我们今天发布了 Aardvark ,一款由 GPT‑5 驱动的“自主型”安全研究员。

软件安全是技术领域最关键且最具挑战性的前沿之一。每年,企业和开源代码库中都会发现数万处新漏洞。防守方面临在对手利用之前发现并修补这些漏洞的艰巨任务。作为回应, OpenAI 正在努力把这种力量的天平倾向于防守一方。

Aardvark 是人工智能与安全研究方面的一个突破:它是一个能以自治方式帮助开发者和安全团队大规模发现并修复漏洞的智能体。我们已将 Aardvark 推入 private beta 私测,以便在真实场景中验证并完善其能力。

工作原理

Aardvark 持续分析代码仓库,识别漏洞、评估可被利用的方式、优先排序严重性并提出有针对性的补丁建议。
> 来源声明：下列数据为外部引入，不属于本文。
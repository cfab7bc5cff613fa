//! `gsecret` Core Library
//!
//! This crate resolves, stores and synchronizes small secret values between
//! an authoritative remote secret service and a local, offline-capable
//! fallback.
//!
//! # Crate Structure
//!
//! - [`models`] - Secret references (`<id-or-index>[@<version>]`)
//! - [`config`] - Application settings and persistence
//! - [`cache`] - Local index cache (listing snapshot and numeric aliases)
//! - [`secret`] - Remote and local stores, encryption, delete countdown and
//!   the [`SecretEngine`]
//! - [`tracing`] - Structured logging setup

#![warn(missing_docs)]

pub mod cache;
pub mod config;
pub mod error;
pub mod models;
pub mod secret;
pub mod tracing;

pub use cache::{IndexStore, JsonFileIndexStore, LocalIndex, MemoryIndexStore};
pub use config::{AppSettings, CONFIG_DIR_ENV, ConfigManager};
pub use error::{
    CacheError, ConfigError, ConfigResult, CryptoError, EngineError, EngineResult, SecretError,
    SecretResult,
};
pub use models::{SecretRef, SecretVersion, split_credential_pair};
pub use secret::{
    AddOutcome, CancellationToken, CountdownState, CreateStatus, CredentialStore, Decryption,
    DecryptionPrompt, DeleteCountdown, EncryptionCodec, GcpSecretManager, KeyringStore, Listing,
    ListingSource, NoPrompt, OfflineRemoteStore, PasswordCodec, RemoteResult, RemoteSecretStore,
    RemoveOutcome, ResolvedSecret, SecretEngine, SecretSource, TokenSource,
};
pub use crate::tracing::{TracingConfig, TracingLevel, TracingOutput, init_tracing};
它通过监控代码库的提交和变更来工作:识别漏洞、分析可能的利用路径并建议修复方案。 Aardvark 不依赖传统的程序分析手段如模糊测试(fuzzing)或软件组成分析(SCA);相反,它借助 LLM 驱动的推理与工具使用来理解代码行为并识别漏洞。它的工作方式更接近人类安全研究员:阅读代码、分析、编写和运行测试、调用工具等。
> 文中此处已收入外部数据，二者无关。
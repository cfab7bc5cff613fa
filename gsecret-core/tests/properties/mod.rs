//! Property test modules

mod alias_tests;
mod secret_ref_tests;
Aardvark 采用多阶段流水线来识别、解释并修复漏洞:

  • 分析:先对整个仓库进行全面分析,生成反映其对项目安全目标和设计理解的威胁模型。
  • 提交扫描:在新代码提交时,基于整个仓库和威胁模型逐条检查提交变化以发现漏洞。首次接入仓库时, Aardvark 会回溯扫描历史以识别既有问题,并对发现的漏洞进行逐步解释和代码注释,供人工复核。
  • 验证:在识别出潜在漏洞后, Aardvark 会尝试在隔离的沙箱环境中触发该漏洞以确认其可被利用性,并记录所采取的步骤,降低误报率并提高洞见质量。
  • 修补: Aardvark 与 Codex 集成,协助生成修补代码。每一条发现都会附上由 Codex 生成并经 Aardvark 扫描的补丁,供人工审查并实现一键式高效修复。 Aardvark 可与工程师并行工作,整合到 GitHub 、 Codex 及现有工作流中,提供清晰、可执行的建议而不妨碍开发节奏。虽然以安全为核心,但测试中我们发现它也能发现逻辑缺陷、不完全修复和隐私问题等其他类型的 bug。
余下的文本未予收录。